Ia melepaskan pelukan pada gundukan tanah  makam sang bunda. Merapikan rambutnya yang berantakan karena angin yang cukup kencang. Ia siap bercerita lagi.

"Galang gak mau nolongin Zaya," adunya lagi dengan nada sedih, tapi sedetik kemudian ia tersenyum, "Justru Gatra yang mau nolongin Zaya."

Ia mengusap pipi yang bersimbah air mata, mencium sekilas batu nisan dan berdoa sebelum ia pergi. Zaya tersenyum, melambaikan tangannya ke arah makam.

"Assalamualaikum bunda, Zaya pulang dulu ya, Maafin Zaya nggak bisa lama-lama di sini."

Gadis itu meninggalkan pemakaman, berjalan menyusuri jalan memcari angkutan umum. Ia mendesah pelan, sialan! Uang habis. Dengan terpaksa dirinya berjalan untuk sampai ke rumah.

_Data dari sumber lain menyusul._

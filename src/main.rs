// CineCircle server entry point.
//
// Startup sequence:
// 1. Initialize tracing (stderr)
// 2. Load config and require a signing secret
// 3. Build shared state (database, TMDB client, presence registry)
// 4. Spawn the WebSocket gateway task
// 5. Serve the HTTP API until shutdown is signalled

use std::sync::Arc;

use anyhow::Context;
use cinecircle::config;
use cinecircle::routes;
use cinecircle::state::AppState;
use cinecircle::tmdb::Tmdb;
use cinecircle::ws_server;
use tokio::net::TcpListener;
use tracing::{error, info};

#[tokio::main]
async fn main() -> anyhow::Result<()> {
    // 1. Initialize tracing
    init_tracing()?;
    info!("cinecircle starting up");

    // 2. Load config
    let config = config::load_config().context("failed to load configuration")?;
    info!(
        port = config.port,
        ws_port = config.ws_port,
        db_path = %config.db_path,
        "config loaded"
    );
    if config
        .credentials
        .jwt_secret
        .as_deref()
        .is_none_or(str::is_empty)
    {
        anyhow::bail!("jwt_secret missing from config/credentials.toml");
    }

    // 3. Build shared state
    std::fs::create_dir_all(&config.media_dir)
        .with_context(|| format!("failed to create media directory {}", config.media_dir))?;
    let state = AppState::new(config).context("failed to build application state")?;
    match &state.tmdb {
        Tmdb::Active(_) => info!("TMDB client initialized (API key configured)"),
        Tmdb::Disabled => info!("TMDB client disabled (no API key); movie endpoints answer 500"),
    }

    // 4. Spawn the WebSocket gateway
    let ws_addr = format!("0.0.0.0:{}", state.config.ws_port);
    let ws_listener = TcpListener::bind(&ws_addr)
        .await
        .with_context(|| format!("failed to bind WebSocket gateway on {ws_addr}"))?;
    let ws_handle = tokio::spawn({
        let state = state.clone();
        async move {
            if let Err(e) = ws_server::run(state, ws_listener).await {
                error!("WebSocket gateway error: {e:#}");
            }
        }
    });

    // 5. Serve the HTTP API
    let http_addr = format!("0.0.0.0:{}", state.config.port);
    let listener = TcpListener::bind(&http_addr)
        .await
        .with_context(|| format!("failed to bind HTTP server on {http_addr}"))?;
    info!("HTTP API listening on {http_addr}");

    let app = routes::router(state);
    axum::serve(listener, app)
        .with_graceful_shutdown(shutdown_signal())
        .await
        .context("HTTP server error")?;

    ws_handle.abort();
    info!("cinecircle shut down cleanly");
    Ok(())
}

fn init_tracing() -> anyhow::Result<()> {
    use tracing_subscriber::fmt;
    use tracing_subscriber::EnvFilter;

    let subscriber = fmt::Subscriber::builder()
        .with_env_filter(
            EnvFilter::try_from_default_env()
                .unwrap_or_else(|_| EnvFilter::new("cinecircle=info,warn")),
        )
        .with_writer(std::io::stderr)
        .with_target(true)
        .finish();

    tracing::subscriber::set_global_default(subscriber)
        .context("failed to set tracing subscriber")?;
    Ok(())
}

/// Resolve on Ctrl+C or SIGTERM.
async fn shutdown_signal() {
    let ctrl_c = async {
        tokio::signal::ctrl_c()
            .await
            .expect("failed to install Ctrl+C handler");
    };

    #[cfg(unix)]
    let terminate = async {
        tokio::signal::unix::signal(tokio::signal::unix::SignalKind::terminate())
            .expect("failed to install SIGTERM handler")
            .recv()
            .await;
    };

    #[cfg(not(unix))]
    let terminate = std::future::pending::<()>();

    tokio::select! {
        _ = ctrl_c => info!("received Ctrl+C, shutting down"),
        _ = terminate => info!("received SIGTERM, shutting down"),
    }
}
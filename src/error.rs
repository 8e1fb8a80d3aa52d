// API error type: every handler failure maps to an HTTP status plus a JSON
// `{"message": ...}` body, defaulting to 500 for anything unexpected.

use axum::http::StatusCode;
use axum::response::{IntoResponse, Response};
use axum::Json;
use serde_json::json;
use thiserror::Error;
use tracing::{debug, error};

#[derive(Debug, Error)]
pub enum ApiError {
    #[error("{0}")]
    BadRequest(String),

    /// Failed login. The same message is used for unknown email and wrong
    /// password so the response does not reveal which accounts exist.
    #[error("invalid credentials")]
    InvalidCredentials,

    #[error("authentication required")]
    Unauthorized,

    #[error("{0}")]
    Forbidden(String),

    #[error("{0}")]
    NotFound(String),

    #[error("{0}")]
    Conflict(String),

    /// An error propagated from the TMDB API; the upstream status code and
    /// status message are passed through to the client.
    #[error("{message}")]
    Upstream { status: u16, message: String },

    #[error("internal server error")]
    Internal(#[from] anyhow::Error),
}

impl ApiError {
    pub fn status(&self) -> StatusCode {
        match self {
            ApiError::BadRequest(_) | ApiError::InvalidCredentials => StatusCode::BAD_REQUEST,
            ApiError::Unauthorized => StatusCode::UNAUTHORIZED,
            ApiError::Forbidden(_) => StatusCode::FORBIDDEN,
            ApiError::NotFound(_) => StatusCode::NOT_FOUND,
            ApiError::Conflict(_) => StatusCode::CONFLICT,
            ApiError::Upstream { status, .. } => {
                StatusCode::from_u16(*status).unwrap_or(StatusCode::BAD_GATEWAY)
            }
            ApiError::Internal(_) => StatusCode::INTERNAL_SERVER_ERROR,
        }
    }
}

impl IntoResponse for ApiError {
    fn into_response(self) -> Response {
        // Internal errors get logged with their full chain; the client only
        // sees a generic message.
        if let ApiError::Internal(err) = &self {
            error!("internal error: {err:#}");
        } else {
            debug!("request failed: {self}");
        }
        let status = self.status();
        (status, Json(json!({ "message": self.to_string() }))).into_response()
    }
}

Kakinya melangkah melewati gang kecil yang sepi. Ia berdecak kasar, pilihan melewati jalan pintas itu salah. Ia meneguk ludah saat di ujung jalan terdapat 4 lelaki brandal. Zaya menghela nafasnya kasar, tidak mungkin dirinya berbalik meninggalkan gang. Ini sudah cukup jauh ia berjalan.

Ia menahan nafasnya sejenak saat melewati segerombolan lelaki. Siulan-siulan terdengar di telinganya. Salah satu lelaki dengan rambut bercat merah bangkit, menghampiri Zaya dengan seringaiannya.

"Hai cantik," sapa lelaki itu, kira-kira umurnya 20 tahunan.

Zaya memundurkan tubuh, menghantam pagar besi milik rumah warga. Ketakutan itu mencuat dalam dirinya. Hatinya berdoa dalam hati, berharap ada seseorang penyelamat.

Tangan dingin lelaki itu mencengkram erat pergelangan tangannya. Memajukan wajah menatap Zaya seperti mangsa.

"Main yuk?" ajak lelaki itu tertawa keras.

Teman-temannya juga ikut tertawa keras. Zaya menggeleng, berdo'a dalam hati. Ia tahu apa yang diinginkan lelaki bejat di depan wajahnya.

Tangan lelaki itu membelai kulit, turun perlahan sampai di bibir Zaya yang ranum. Lelaki itu membasahi bibirnya bersiap menerjang mangsa.